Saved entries
[Start of section]

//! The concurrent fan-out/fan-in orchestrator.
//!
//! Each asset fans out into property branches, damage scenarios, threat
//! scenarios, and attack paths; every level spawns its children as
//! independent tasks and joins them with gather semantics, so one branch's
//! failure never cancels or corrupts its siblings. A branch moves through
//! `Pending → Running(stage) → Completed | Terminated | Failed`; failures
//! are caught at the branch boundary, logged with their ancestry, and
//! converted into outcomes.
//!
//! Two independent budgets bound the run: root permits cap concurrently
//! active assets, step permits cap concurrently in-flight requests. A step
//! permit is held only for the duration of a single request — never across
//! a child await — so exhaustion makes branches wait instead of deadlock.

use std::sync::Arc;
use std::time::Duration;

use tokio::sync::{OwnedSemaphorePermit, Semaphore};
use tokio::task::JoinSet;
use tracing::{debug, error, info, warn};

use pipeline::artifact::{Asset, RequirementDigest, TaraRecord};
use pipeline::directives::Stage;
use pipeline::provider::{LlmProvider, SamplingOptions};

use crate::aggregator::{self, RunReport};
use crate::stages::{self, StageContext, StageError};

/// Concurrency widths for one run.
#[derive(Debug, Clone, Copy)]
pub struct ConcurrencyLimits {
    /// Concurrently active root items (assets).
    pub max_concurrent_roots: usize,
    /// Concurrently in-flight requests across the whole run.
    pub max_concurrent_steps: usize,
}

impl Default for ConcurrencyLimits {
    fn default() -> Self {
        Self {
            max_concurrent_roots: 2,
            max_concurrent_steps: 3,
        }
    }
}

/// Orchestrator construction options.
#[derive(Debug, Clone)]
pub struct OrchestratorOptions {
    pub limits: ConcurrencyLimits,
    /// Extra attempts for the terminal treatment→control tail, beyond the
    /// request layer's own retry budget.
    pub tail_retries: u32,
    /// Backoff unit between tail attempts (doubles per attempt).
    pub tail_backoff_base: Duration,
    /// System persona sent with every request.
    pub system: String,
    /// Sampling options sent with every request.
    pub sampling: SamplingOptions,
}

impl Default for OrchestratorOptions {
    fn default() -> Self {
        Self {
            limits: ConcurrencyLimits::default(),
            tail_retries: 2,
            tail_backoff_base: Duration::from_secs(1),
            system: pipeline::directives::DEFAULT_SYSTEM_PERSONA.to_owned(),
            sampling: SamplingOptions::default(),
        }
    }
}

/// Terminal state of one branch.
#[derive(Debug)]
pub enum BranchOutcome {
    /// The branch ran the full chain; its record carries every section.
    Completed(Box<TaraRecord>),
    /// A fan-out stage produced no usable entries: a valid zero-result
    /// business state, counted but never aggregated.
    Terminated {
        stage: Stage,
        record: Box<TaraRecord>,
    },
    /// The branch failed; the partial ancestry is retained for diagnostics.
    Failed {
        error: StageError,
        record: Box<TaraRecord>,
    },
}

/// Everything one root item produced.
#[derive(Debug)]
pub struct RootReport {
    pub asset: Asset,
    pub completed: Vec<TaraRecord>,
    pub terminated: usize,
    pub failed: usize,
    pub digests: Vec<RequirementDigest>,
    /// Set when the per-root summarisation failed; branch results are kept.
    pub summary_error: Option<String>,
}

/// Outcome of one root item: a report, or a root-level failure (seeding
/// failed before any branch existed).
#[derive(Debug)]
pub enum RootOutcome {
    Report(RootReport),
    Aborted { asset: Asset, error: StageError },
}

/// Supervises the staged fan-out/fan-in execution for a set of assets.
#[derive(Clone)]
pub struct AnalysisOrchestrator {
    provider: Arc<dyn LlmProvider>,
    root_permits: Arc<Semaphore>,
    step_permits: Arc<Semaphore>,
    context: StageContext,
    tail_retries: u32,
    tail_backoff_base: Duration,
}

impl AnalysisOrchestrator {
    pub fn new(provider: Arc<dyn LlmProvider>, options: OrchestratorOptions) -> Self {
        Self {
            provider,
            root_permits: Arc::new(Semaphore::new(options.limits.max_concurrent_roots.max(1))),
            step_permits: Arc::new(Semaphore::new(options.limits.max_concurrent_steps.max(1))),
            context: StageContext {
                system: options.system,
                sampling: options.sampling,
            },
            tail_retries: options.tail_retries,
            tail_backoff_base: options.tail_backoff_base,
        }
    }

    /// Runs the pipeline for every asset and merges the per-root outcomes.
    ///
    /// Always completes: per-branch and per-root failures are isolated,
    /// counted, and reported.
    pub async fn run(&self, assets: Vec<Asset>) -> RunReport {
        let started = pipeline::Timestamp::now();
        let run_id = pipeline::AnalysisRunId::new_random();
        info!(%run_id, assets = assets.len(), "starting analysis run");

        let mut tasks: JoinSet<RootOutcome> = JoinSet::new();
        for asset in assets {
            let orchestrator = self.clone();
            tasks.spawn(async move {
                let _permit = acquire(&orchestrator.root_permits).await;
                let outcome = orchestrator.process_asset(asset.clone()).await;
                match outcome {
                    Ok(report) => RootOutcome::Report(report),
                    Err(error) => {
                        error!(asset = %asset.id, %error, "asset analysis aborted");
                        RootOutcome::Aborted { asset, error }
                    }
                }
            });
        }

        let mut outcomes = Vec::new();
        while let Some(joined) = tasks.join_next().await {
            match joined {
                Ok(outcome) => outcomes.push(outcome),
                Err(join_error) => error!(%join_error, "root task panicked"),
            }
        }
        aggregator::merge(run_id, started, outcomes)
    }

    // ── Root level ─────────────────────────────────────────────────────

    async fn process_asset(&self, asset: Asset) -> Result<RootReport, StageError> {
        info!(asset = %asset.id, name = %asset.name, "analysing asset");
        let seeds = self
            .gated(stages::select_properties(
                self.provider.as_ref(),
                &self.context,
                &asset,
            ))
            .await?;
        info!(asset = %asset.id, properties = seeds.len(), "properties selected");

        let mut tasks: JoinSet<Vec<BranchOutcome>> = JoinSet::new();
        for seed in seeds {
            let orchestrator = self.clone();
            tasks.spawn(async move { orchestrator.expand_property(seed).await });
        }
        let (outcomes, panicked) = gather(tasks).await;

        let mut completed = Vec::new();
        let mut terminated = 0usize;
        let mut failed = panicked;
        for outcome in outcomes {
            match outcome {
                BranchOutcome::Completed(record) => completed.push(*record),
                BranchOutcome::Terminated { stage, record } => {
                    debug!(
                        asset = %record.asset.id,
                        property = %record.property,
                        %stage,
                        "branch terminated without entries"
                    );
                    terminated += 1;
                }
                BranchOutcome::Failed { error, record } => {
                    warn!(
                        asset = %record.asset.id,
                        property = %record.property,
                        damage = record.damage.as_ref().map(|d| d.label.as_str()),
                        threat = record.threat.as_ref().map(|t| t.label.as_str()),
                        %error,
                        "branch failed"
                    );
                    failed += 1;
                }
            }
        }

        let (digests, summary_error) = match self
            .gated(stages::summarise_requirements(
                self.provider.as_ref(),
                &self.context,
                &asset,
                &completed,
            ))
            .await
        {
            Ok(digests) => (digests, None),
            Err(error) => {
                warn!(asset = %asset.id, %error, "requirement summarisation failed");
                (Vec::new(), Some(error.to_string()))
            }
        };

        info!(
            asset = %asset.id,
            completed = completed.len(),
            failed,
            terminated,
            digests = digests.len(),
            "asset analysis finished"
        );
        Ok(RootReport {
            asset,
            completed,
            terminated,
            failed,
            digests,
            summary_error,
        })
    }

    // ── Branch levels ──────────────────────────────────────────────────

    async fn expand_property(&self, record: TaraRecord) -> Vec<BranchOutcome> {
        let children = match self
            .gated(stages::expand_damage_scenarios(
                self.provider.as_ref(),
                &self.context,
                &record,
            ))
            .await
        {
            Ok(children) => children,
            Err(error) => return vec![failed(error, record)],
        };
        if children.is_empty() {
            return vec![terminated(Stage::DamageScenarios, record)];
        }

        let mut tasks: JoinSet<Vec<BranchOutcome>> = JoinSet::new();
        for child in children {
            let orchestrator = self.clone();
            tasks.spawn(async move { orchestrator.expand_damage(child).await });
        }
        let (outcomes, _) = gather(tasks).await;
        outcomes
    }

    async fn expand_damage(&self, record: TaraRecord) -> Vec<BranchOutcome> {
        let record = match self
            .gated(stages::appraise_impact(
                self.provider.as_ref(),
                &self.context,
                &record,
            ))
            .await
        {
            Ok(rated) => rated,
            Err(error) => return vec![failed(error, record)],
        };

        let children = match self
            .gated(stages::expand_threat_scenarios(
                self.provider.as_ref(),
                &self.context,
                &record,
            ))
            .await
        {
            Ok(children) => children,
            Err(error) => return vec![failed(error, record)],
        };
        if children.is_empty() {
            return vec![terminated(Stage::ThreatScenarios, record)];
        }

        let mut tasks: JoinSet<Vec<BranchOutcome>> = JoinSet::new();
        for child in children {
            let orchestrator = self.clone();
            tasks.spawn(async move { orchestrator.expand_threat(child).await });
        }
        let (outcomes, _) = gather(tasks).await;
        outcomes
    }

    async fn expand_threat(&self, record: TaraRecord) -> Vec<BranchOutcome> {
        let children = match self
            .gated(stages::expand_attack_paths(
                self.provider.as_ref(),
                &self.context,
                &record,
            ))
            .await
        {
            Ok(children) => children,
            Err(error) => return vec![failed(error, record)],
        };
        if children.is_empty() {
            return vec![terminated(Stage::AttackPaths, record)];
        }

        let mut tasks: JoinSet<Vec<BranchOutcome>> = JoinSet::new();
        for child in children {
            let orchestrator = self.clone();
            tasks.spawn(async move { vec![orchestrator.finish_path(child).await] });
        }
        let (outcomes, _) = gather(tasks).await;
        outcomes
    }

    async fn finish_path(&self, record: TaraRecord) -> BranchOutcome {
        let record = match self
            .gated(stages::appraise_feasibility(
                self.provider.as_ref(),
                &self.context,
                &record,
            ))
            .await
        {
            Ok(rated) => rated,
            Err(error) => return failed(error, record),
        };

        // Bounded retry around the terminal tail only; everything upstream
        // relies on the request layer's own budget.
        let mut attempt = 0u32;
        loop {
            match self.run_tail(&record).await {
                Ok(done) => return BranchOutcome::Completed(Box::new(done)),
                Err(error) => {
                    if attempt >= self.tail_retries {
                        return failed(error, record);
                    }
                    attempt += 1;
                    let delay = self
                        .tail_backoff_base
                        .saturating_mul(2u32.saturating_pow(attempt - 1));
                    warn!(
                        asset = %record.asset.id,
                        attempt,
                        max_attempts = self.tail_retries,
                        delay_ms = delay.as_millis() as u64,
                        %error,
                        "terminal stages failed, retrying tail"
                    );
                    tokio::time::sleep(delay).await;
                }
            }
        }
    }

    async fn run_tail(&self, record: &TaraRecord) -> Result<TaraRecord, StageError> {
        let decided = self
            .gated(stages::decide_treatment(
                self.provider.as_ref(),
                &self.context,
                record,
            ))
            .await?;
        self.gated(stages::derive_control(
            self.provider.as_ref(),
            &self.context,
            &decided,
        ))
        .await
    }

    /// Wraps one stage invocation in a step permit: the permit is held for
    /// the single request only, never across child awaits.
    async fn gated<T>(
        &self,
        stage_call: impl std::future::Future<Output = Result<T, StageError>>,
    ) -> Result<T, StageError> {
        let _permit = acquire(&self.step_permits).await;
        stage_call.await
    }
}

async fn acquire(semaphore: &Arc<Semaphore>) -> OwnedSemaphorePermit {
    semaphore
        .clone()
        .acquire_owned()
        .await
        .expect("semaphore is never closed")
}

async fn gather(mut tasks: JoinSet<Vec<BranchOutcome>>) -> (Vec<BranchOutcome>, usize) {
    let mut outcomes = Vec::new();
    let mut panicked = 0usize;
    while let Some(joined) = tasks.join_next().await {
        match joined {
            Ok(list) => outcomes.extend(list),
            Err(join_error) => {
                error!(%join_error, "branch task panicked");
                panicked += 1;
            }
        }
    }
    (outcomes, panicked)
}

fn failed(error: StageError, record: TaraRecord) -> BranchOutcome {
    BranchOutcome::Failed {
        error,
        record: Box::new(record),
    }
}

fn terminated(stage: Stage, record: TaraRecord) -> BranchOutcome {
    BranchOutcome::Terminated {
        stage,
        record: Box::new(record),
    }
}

[End of section]
[Start of section]

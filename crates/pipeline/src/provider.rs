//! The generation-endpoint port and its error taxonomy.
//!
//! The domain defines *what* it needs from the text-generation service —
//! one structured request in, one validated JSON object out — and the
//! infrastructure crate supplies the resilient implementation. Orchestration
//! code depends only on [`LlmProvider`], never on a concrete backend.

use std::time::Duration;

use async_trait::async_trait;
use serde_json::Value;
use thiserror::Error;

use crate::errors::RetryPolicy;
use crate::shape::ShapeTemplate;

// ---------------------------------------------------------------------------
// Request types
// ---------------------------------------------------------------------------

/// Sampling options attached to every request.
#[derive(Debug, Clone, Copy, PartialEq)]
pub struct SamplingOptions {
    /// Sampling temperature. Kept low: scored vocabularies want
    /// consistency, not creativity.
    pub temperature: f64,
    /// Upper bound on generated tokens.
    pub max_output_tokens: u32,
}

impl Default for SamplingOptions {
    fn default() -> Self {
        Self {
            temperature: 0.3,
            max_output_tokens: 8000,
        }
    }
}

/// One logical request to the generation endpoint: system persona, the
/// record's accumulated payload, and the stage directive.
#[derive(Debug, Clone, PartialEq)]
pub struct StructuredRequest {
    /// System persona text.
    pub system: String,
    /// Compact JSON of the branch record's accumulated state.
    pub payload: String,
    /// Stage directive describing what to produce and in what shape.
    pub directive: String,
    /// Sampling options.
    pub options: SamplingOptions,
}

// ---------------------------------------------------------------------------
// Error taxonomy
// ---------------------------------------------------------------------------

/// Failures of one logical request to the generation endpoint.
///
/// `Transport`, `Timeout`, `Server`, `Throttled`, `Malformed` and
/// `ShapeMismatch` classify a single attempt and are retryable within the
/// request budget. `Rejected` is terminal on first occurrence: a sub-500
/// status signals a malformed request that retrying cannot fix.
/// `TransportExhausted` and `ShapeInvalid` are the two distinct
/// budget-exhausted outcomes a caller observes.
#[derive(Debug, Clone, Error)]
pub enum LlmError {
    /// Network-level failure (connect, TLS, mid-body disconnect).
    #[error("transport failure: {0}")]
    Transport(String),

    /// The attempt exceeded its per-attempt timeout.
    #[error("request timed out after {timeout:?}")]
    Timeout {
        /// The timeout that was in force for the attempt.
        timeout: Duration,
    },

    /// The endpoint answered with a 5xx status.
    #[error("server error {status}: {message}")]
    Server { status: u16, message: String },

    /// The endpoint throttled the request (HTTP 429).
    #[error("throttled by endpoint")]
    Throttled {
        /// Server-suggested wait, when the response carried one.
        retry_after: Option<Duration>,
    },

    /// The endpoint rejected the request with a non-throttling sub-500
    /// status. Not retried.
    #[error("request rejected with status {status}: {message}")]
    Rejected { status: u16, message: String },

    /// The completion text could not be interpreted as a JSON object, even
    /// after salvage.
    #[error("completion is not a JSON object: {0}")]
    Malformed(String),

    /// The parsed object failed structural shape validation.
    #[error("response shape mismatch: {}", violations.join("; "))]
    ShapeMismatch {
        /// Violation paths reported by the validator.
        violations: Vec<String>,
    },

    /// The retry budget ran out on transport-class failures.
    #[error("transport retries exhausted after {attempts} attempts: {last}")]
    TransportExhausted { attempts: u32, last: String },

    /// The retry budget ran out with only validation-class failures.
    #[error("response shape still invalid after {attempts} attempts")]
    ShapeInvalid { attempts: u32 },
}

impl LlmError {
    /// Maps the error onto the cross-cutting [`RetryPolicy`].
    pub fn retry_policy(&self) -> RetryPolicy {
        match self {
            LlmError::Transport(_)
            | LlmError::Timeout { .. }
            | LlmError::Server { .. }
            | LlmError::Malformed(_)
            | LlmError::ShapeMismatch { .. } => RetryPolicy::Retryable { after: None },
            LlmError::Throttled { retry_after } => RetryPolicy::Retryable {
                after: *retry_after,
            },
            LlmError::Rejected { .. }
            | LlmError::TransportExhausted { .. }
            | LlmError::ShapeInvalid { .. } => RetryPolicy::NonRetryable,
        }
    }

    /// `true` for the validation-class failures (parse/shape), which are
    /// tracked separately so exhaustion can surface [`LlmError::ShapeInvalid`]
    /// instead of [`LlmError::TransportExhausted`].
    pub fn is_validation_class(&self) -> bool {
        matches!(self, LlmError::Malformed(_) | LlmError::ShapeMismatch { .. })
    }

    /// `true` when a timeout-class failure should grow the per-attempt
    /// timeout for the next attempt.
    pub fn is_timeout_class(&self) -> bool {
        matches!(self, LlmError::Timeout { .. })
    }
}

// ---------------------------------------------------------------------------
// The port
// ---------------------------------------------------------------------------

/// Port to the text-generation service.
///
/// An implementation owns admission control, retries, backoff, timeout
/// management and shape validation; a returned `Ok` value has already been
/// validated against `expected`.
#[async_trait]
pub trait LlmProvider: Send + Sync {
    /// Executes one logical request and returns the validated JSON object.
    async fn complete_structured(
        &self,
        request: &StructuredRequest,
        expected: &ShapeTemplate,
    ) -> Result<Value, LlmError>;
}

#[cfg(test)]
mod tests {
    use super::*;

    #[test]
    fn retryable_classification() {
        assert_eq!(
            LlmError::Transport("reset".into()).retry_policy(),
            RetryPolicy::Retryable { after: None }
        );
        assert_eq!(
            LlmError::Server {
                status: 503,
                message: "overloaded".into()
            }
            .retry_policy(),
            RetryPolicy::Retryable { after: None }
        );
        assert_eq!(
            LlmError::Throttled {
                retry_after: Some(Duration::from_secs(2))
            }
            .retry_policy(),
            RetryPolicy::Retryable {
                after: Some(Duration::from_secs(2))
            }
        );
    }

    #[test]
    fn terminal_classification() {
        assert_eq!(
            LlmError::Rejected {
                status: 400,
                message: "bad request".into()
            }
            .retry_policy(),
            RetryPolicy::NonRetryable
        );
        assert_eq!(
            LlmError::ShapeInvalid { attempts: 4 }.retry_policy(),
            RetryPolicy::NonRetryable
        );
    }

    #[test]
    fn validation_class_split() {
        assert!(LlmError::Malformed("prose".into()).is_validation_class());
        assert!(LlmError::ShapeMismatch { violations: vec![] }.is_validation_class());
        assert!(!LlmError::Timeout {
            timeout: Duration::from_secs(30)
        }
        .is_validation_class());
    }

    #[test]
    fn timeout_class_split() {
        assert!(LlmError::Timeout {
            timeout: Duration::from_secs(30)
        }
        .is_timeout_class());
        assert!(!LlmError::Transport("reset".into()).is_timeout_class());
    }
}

[End of section]

**Task**
Please report the number of lines in the data that include the word "flight", and add no other text.

**Final answer**
2